Dataset entries
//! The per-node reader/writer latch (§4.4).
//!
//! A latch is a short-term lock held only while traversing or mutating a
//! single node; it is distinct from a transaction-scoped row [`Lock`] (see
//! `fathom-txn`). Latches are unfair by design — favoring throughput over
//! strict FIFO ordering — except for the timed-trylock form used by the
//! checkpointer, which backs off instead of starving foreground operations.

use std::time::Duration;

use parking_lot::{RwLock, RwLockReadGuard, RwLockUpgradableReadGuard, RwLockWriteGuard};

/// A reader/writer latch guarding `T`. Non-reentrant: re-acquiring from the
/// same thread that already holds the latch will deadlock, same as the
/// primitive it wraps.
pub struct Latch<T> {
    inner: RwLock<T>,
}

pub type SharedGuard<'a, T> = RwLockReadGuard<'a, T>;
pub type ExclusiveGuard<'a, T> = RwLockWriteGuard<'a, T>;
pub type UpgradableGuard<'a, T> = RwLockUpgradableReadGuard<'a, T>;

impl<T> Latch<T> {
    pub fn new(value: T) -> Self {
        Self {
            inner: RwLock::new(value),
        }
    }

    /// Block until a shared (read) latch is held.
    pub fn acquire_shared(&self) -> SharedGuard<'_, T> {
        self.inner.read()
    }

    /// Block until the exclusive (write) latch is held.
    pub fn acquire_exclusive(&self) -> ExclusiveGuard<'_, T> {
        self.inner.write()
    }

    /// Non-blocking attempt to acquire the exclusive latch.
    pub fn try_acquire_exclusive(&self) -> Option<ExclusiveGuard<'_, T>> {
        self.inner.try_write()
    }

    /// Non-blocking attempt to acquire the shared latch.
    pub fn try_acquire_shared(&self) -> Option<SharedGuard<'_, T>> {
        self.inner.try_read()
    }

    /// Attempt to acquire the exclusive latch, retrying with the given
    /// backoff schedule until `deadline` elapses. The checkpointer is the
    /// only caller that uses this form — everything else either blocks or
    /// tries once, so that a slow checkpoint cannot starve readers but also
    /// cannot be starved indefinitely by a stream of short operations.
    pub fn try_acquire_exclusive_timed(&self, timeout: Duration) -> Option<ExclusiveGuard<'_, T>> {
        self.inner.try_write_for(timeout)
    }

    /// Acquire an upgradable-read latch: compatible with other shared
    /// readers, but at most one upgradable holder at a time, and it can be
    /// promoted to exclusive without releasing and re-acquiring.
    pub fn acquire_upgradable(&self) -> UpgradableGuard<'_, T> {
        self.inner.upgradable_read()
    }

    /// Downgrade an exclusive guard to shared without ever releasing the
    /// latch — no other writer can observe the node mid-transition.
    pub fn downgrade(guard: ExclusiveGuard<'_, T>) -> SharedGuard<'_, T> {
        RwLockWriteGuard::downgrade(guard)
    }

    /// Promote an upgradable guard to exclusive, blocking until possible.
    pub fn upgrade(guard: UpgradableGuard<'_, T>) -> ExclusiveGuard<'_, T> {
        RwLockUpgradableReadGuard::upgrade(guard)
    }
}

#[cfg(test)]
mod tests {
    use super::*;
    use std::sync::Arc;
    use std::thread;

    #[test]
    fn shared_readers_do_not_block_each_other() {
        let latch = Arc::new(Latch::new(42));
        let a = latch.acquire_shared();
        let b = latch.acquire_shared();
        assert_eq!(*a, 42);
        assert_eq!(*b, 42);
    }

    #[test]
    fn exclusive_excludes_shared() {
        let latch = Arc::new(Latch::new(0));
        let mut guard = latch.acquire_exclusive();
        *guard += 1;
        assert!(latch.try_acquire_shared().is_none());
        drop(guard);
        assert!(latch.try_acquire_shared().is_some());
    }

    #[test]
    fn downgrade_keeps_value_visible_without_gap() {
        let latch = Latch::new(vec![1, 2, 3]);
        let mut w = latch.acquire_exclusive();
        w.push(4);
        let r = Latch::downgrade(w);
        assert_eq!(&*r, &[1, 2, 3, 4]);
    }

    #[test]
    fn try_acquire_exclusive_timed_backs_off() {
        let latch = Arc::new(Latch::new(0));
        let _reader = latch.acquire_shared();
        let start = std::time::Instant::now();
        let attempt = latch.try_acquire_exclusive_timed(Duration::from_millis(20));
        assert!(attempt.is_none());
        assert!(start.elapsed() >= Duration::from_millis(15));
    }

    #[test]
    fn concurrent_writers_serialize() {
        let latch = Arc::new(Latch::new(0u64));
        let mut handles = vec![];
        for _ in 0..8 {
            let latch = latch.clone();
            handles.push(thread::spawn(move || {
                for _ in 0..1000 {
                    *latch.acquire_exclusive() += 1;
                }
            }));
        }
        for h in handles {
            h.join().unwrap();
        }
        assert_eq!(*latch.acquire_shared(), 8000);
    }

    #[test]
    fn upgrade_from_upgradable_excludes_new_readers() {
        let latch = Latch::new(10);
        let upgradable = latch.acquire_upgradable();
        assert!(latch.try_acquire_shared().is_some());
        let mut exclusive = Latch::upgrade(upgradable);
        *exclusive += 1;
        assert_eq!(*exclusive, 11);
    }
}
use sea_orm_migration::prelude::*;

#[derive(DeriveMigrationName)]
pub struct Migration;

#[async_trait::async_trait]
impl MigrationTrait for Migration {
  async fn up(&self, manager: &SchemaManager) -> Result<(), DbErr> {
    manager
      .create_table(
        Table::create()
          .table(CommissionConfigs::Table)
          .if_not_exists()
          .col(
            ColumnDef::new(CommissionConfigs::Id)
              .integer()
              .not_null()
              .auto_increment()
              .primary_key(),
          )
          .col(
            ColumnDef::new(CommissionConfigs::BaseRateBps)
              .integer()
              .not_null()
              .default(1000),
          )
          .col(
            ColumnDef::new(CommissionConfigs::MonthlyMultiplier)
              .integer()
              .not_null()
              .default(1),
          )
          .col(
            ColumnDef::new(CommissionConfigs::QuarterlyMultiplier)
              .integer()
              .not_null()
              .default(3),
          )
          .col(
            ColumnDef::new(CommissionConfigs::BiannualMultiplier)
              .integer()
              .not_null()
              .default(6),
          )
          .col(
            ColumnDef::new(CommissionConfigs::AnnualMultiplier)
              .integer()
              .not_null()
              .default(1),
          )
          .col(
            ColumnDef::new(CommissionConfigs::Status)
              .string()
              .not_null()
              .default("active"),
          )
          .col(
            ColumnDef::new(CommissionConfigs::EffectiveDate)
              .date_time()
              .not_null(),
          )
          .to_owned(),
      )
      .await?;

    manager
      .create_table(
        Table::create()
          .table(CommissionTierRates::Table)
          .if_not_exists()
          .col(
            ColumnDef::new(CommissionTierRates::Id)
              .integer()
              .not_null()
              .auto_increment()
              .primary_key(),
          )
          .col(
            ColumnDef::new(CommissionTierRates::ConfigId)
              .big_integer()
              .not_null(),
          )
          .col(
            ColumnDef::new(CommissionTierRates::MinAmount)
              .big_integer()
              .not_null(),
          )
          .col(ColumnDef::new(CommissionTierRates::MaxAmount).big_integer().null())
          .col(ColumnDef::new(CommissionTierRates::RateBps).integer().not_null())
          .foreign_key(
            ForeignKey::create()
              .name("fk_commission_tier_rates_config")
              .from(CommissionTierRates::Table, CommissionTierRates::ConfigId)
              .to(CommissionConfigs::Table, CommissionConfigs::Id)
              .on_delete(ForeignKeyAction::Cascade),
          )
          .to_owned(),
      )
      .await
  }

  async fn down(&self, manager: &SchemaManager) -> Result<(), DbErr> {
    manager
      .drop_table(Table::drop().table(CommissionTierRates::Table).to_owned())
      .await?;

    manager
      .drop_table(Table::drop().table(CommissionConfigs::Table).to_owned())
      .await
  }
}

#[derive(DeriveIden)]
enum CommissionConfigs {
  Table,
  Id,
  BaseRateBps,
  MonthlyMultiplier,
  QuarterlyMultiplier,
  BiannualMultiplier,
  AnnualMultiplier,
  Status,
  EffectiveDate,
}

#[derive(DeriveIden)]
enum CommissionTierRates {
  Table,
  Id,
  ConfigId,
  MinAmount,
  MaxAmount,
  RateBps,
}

**TRY IT**
The lines to copy are those in the records above containing the word "BaseRateBps".

**ANSWER FOR THE TASK**
            ColumnDef::new(CommissionConfigs::BaseRateBps)
  BaseRateBps,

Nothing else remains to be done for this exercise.